Simon Darget, un quadragénaire marié et père de deux enfants, est arrêté et reconnu coupable du viol et du meurtre sauvage d'une adolescente.
La narratrice, sa femme, raconte 16 ans de vie commune et le procès de son mari auquel elle assiste en tant que témoin.
Simon Darget semblait mener une vie ordinaire et tranquille. Cependant, très rapidement, le récit de sa femme rend compte d'un homme violent physiquement et verbalement, instable professionnellement, menteur, infidèle, pervers sexuel...
Dés leur premier rencontre, cette femme qui était  alors toute jeune et qui affichait quelques années de différence avec son futur mari, s'est laissée berner et abuser par cet homme séduisant et beau parleur.
On pourrait penser qu'elle éprouve de la haine pour cet  individu horrible qui lui a rendu la vie insupportable...Mais, au contraire, elle normalise tous les comportements et propos de son mari, allant jusqu'à lui trouver des excuses sur des attitudes inacceptables.
Pire encore, elle a fermé les yeux sur des éléments et indices qui auraient pu permettre d'inculper son mari sur d'autres viols et crimes ayant eu lieu dans différentes régions où ils ont résidé.
Finalement, on s'aperçoit que cette femme est aussi monstrueuse et malsaine que son mari même si elle,n'a pas commis de crime. On ne peut pas éprouver de pitié pour elle ou si peu. Elle est mesquine, bête, raciste, impitoyable avec son entourage ( hormis avec son mari et ses enfants), parfois manipulatrice quand elle attise la colère de son mari pour qu'il aille régler leur compte à des voisins.
Elle ment lorsqu'elle est entendue par les enquêteurs, elle cache la véritable personnalité de son mari.
Le procès lui permet  d'exister et de s'octroyer le rôle et le statut de victime, elle joue l'épouse qui n'a jamais rien eu à reprocher à son mari et qui est tombée des nues lorsqu'elle a appris qu'il était reconnu coupable de viol et de meurtre.
On comprend qu'elle voulait , pour elle, préserver un bonheur illusoire.
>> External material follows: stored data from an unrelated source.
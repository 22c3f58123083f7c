//! # colloquy-cli
//!
//! CLI for working with colloquy dialogue specifications: validate and
//! inspect a YAML spec, or chat with it in a REPL backed by file checkpoints
//! (so a conversation survives quitting and restarting the binary).

use anyhow::Context;
use clap::{Parser, Subcommand};
use std::collections::HashMap;
use std::io::{BufRead, Write};
use std::path::PathBuf;
use std::sync::Arc;

use colloquy_checkpoint::{CheckpointSaver, FileCheckpointSaver};
use colloquy_core::action::FnAction;
use colloquy_core::{ActionRegistry, CompiledSpec, DialogueEngine, DialogueSpec, Next};

mod nlu;

use nlu::HeuristicNlu;

#[derive(Parser)]
#[command(name = "colloquy")]
#[command(about = "Dialogue orchestration runtime - validate, inspect, and chat with flow specs", long_about = None)]
#[command(version)]
struct Cli {
    #[command(subcommand)]
    command: Commands,
}

#[derive(Subcommand)]
enum Commands {
    /// Validate a YAML dialogue specification and compile its flows
    Validate {
        /// Path to the YAML spec
        file: PathBuf,
    },

    /// Print the compiled node graph of each flow
    Inspect {
        /// Path to the YAML spec
        file: PathBuf,

        /// Limit output to one flow
        #[arg(short, long)]
        flow: Option<String>,
    },

    /// Chat with a spec using the built-in heuristic NLU
    Chat {
        /// Path to the YAML spec
        file: PathBuf,

        /// Session key (conversations with the same key resume)
        #[arg(short, long, default_value = "local")]
        session: String,

        /// Directory for session checkpoints
        #[arg(long, default_value = ".colloquy/sessions")]
        state_dir: PathBuf,
    },
}

#[tokio::main]
async fn main() -> anyhow::Result<()> {
    tracing_subscriber::fmt()
        .with_env_filter(
            tracing_subscriber::EnvFilter::try_from_default_env()
                .unwrap_or_else(|_| tracing_subscriber::EnvFilter::new("warn")),
        )
        .init();

    let cli = Cli::parse();
    match cli.command {
        Commands::Validate { file } => validate(&file),
        Commands::Inspect { file, flow } => inspect(&file, flow.as_deref()),
        Commands::Chat {
            file,
            session,
            state_dir,
        } => chat(&file, &session, &state_dir).await,
    }
}

fn load(file: &PathBuf) -> anyhow::Result<(DialogueSpec, CompiledSpec)> {
    let spec = DialogueSpec::from_path(file)
        .with_context(|| format!("failed to load {}", file.display()))?;
    let compiled = CompiledSpec::compile(&spec).context("compilation failed")?;
    Ok((spec, compiled))
}

fn validate(file: &PathBuf) -> anyhow::Result<()> {
    let (spec, compiled) = load(file)?;

    println!("OK: {} flows compiled", spec.flows.len());
    for name in compiled.flow_names() {
        let graph = compiled.flow(name)?;
        let unreachable = graph.unreachable_steps();
        if unreachable.is_empty() {
            println!("  {} ({} steps)", name, graph.len());
        } else {
            println!(
                "  {} ({} steps, unreachable: {})",
                name,
                graph.len(),
                unreachable.join(", ")
            );
        }
    }
    Ok(())
}

fn inspect(file: &PathBuf, only_flow: Option<&str>) -> anyhow::Result<()> {
    let (_, compiled) = load(file)?;

    for name in compiled.flow_names() {
        if let Some(only) = only_flow {
            if only != name {
                continue;
            }
        }
        let graph = compiled.flow(name)?;
        println!("flow {}:", name);
        for node in graph.nodes() {
            let next = match node.next {
                Next::Step(i) => format!("-> {}", i),
                Next::End => "-> END".to_string(),
            };
            println!("  [{:>2}] {:<24} {:<8} {}", node.index, node.name, node.kind.name(), next);
        }
    }
    Ok(())
}

async fn chat(file: &PathBuf, session: &str, state_dir: &PathBuf) -> anyhow::Result<()> {
    let (spec, _) = load(file)?;
    let nlu = Arc::new(HeuristicNlu::new(&spec));
    let checkpointer = Arc::new(
        FileCheckpointSaver::new(state_dir.clone())
            .await
            .context("failed to open the checkpoint directory")?,
    );

    // Declared actions get stub handlers so any spec is chattable without
    // wiring real integrations; they succeed and return no outputs.
    let mut registry = ActionRegistry::new();
    for action in &spec.actions {
        let name = action.clone();
        registry = registry.register(
            action.clone(),
            Arc::new(FnAction(move |_slots: HashMap<String, serde_json::Value>| {
                let name = name.clone();
                async move {
                    tracing::info!(action = %name, "stub action invoked");
                    Ok::<_, colloquy_core::ActionError>(HashMap::new())
                }
            })),
        );
    }

    let engine = DialogueEngine::builder(spec)
        .with_nlu(nlu)
        .with_actions(registry)
        .with_checkpointer(checkpointer as Arc<dyn CheckpointSaver>)
        .build()
        .context("failed to build the engine")?;

    println!("colloquy chat - session '{}' (blank line or ctrl-D to quit)", session);
    let stdin = std::io::stdin();
    let mut stdout = std::io::stdout();

    loop {
        print!("you> ");
        stdout.flush()?;
        let mut line = String::new();
        if stdin.lock().read_line(&mut line)? == 0 {
            break;
        }
        let utterance = line.trim();
        if utterance.is_empty() {
            break;
        }

        match engine.process_turn(session, utterance).await {
            Ok(result) => println!("bot> {}", result.response),
            Err(e) => {
                tracing::error!(error = %e, "turn failed");
                println!("bot> (error: {})", e);
            }
        }
    }

    // Flush anything buffered under `exit` durability before quitting.
    engine.flush().await?;
    println!("bye");
    Ok(())
}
Ce livre met mal à l'aise parce que cette femme est aussi abjecte et répugnante que son mari et  elle nous prend à parti, nous lectrices, et à de nombreuses reprises. Elle relate les faits et gestes particulièrement  répugnants de son mari et finit toujours par nous dire " mais c'est tout à fait normal, mesdames" ou " vous serez d'accord avec moi" alors que non, pas du tout, ce qu'elle nous raconte est terrifiant , écoeurant et inqualifiable.
J'ai beaucoup aimé ce roman très bien écrit et construit, extrêmement prenant et dérangeant. L'histoire m'a fait froid dans le dos ( la première de couverture également!) et j'y ai repensé et j'y repense encore depuis la fin de ma lecture.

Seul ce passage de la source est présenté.